Suggested Data Analysis
Graph
Do not start the data analysis before 3/26/2008 11:59:59 PM.
- Return to the sheet that contains the data by clicking on the Sheet1 tab at
the lower left of the window
- Select the cell means by dragging across cells D6 to G6
- Click Insert | Charts | Column | Clustered Column
- Click Chart Tools | Design | Select Data
- If Series 1 is not already selected, click on it
- Click the Edit button in the Horizontal (Category) Axis Labels box
- Click the data select button (
)
to the right of Series name text box
- Select cells D9 to G9 by dragging across them and press Enter
- Click OK
- Click OK
- Click Chart Tools | Layout | Axis Titles | Primary Horizontal Axis Title |
Title Below Axis
- Type "Instance Type" and press Enter
- Click Chart Tools | Layout | Axis Titles | Primary Vertical Axis Title |
Rotated Title
- Type "RT (ms)" and press Enter
- Click Chart Tools | Layout | Gridlines | Primary Horizontal Gridlines | None
- Click Chart Tools | Layout | Legend | None
- Repeat the previous steps for the proportion correct data (change the Value
(Y) axis text appropriately). You will need to switch to Sheet2 (click on
Sheet2 in the lower left) to get to the proportion correct data.

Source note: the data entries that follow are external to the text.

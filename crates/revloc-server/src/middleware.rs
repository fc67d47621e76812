use std::{
    sync::Arc,
    time::{Duration, Instant},
};

use axum::{
    extract::{Request, State},
    http::{header::AUTHORIZATION, HeaderValue},
    middleware::Next,
    response::{IntoResponse, Response},
};
use subtle::ConstantTimeEq;
use tokio::sync::Mutex;
use uuid::Uuid;

use crate::api::ApiError;

const API_KEYS_VAR: &str = "REVLOC_API_KEYS";

/// Newtype wrapping a request ID string, stored as a request extension.
#[derive(Debug, Clone)]
pub struct RequestId(pub String);

/// API key auth settings used by middleware.
#[derive(Debug, Clone)]
pub struct AuthState {
    api_keys: Arc<Vec<String>>,
    pub enabled: bool,
}

impl AuthState {
    /// Builds auth config from `REVLOC_API_KEYS` (comma-separated bearer tokens).
    ///
    /// In development, empty/missing keys disable auth for local iteration.
    /// In non-development envs, empty/missing keys fail startup.
    ///
    /// # Errors
    ///
    /// Returns an error outside development when no key is configured.
    pub fn from_env(is_development: bool) -> anyhow::Result<Self> {
        let raw = std::env::var(API_KEYS_VAR).unwrap_or_default();
        Self::from_raw(&raw, is_development)
    }

    fn from_raw(raw: &str, is_development: bool) -> anyhow::Result<Self> {
        let mut keys: Vec<String> = raw
            .split(',')
            .map(str::trim)
            .filter(|s| !s.is_empty())
            .map(ToOwned::to_owned)
            .collect();
        keys.sort();
        keys.dedup();

        if keys.is_empty() {
            if is_development {
                tracing::warn!(
                    "REVLOC_API_KEYS not set; bearer auth disabled in development environment"
                );
                return Ok(Self::disabled());
            }

            anyhow::bail!(
                "REVLOC_API_KEYS is required outside development; provide comma-separated bearer tokens"
            );
        }

        Ok(Self {
            api_keys: Arc::new(keys),
            enabled: true,
        })
    }

    #[must_use]
    pub fn disabled() -> Self {
        Self {
            api_keys: Arc::new(Vec::new()),
            enabled: false,
        }
    }

    #[cfg(test)]
    pub fn with_keys(keys: &[&str]) -> Self {
        Self {
            api_keys: Arc::new(keys.iter().map(|k| (*k).to_string()).collect()),
            enabled: true,
        }
    }

    /// Compares against every configured key without short-circuiting.
    fn allows(&self, token: &str) -> bool {
        let matched = self
            .api_keys
            .iter()
            .fold(subtle::Choice::from(0), |acc, key| {
                acc | key.as_bytes().ct_eq(token.as_bytes())
            });
        bool::from(matched)
    }
}

#[derive(Debug, Clone)]
struct RateLimitWindow {
    started_at: Instant,
    count: usize,
}

/// Fixed-window limiter for simple API protection.
#[derive(Debug, Clone)]
pub struct RateLimitState {
    max_requests: usize,
    window: Duration,
    state: Arc<Mutex<RateLimitWindow>>,
}

impl RateLimitState {
    #[must_use]
    pub fn new(max_requests: usize, window: Duration) -> Self {
        Self {
            max_requests,
            window,
            state: Arc::new(Mutex::new(RateLimitWindow {
                started_at: Instant::now(),
                count: 0,
            })),
        }
    }
}

/// Axum middleware that extracts or generates a request ID.
///
/// If the incoming request has an `x-request-id` header, that value is used.
/// Otherwise a new `UUIDv4` is generated. The ID is:
/// - Inserted into request extensions as [`RequestId`]
/// - Set on the response as the `x-request-id` header
pub async fn request_id(mut req: Request, next: Next) -> Response {
    let id = req
        .headers()
        .get("x-request-id")
        .and_then(|v| v.to_str().ok())
        .filter(|v| !v.trim().is_empty())
        .map_or_else(|| Uuid::new_v4().to_string(), String::from);

    req.extensions_mut().insert(RequestId(id.clone()));

    let mut res = next.run(req).await;

    if let Ok(val) = HeaderValue::from_str(&id) {
        res.headers_mut().insert("x-request-id", val);
    }

    res
}

/// Middleware enforcing Bearer token auth when enabled.
pub async fn require_bearer_auth(
    State(auth): State<AuthState>,
    req: Request,
    next: Next,
) -> Response {
    if !auth.enabled {
        return next.run(req).await;
    }

    let token = extract_bearer_token(req.headers().get(AUTHORIZATION));

    match token {
        Some(token) if auth.allows(token) => next.run(req).await,
        _ => ApiError::new(
            request_id_of(&req),
            "unauthorized",
            "missing or invalid bearer token",
        )
        .into_response(),
    }
}

/// Middleware enforcing a fixed request-per-window limit.
pub async fn enforce_rate_limit(
    State(rate_limit): State<RateLimitState>,
    req: Request,
    next: Next,
) -> Response {
    let mut window = rate_limit.state.lock().await;
    let elapsed = window.started_at.elapsed();

    if elapsed >= rate_limit.window {
        window.started_at = Instant::now();
        window.count = 0;
    }

    if window.count >= rate_limit.max_requests {
        drop(window);
        tracing::warn!(path = %req.uri().path(), "rate limit exceeded");
        return ApiError::new(request_id_of(&req), "rate_limited", "rate limit exceeded")
            .into_response();
    }

    window.count += 1;
    drop(window);

    next.run(req).await
}

fn request_id_of(req: &Request) -> String {
    req.extensions()
        .get::<RequestId>()
        .map_or_else(String::new, |id| id.0.clone())
}

fn extract_bearer_token(value: Option<&HeaderValue>) -> Option<&str> {
    value
        .and_then(|v| v.to_str().ok())
        .and_then(|v| v.strip_prefix("Bearer "))
        .filter(|s| !s.trim().is_empty())
}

- Optional: Format the graph into appropriate APA style. For example:
- Remove the border and gray background from the graph and chart area
- Make the bars black or white or a shade of gray
- Increase all font sizes to 12 points and remove the bold
- Make the graph sufficiently large
Analysis of Variance (ANOVA) -- ANOVA is an
inferential statistic that tests the hypothesis that all the means from the
various conditions of the experiment are equal. It is used to tell us if
the treatment had an effect.
Degrees of freedom (df) -- the number of scores that
are free to take on any value after certain constraints (such as the mean of the
data set) have been made.
Null hypothesis -- In inferential
statistics, the null hypothesis is typically the hypothesis that one wants to
reject. In this study, t is the hypothesis that all the means are equal --
the various treatments had no effect. In this experiment, the null
hypothesis is H0: μprototype = μold
instance = μnew instance (high variability) = μnew
instance (low variability). The
Greek letter μ is the mean in the population. The null
hypothesis says that if we tested everyone, we would find no difference in the
reaction times or proportion correct for the four different conditions of the
experiment.
p-value -- in an inferential
statistic, the p-value is the probability that a difference as large as what was
observed in the data would occur by chance factors if the null hypothesis was
true. If the p-value is less than .05, then most psychologists are willing
to state that the null hypothesis is probably not true.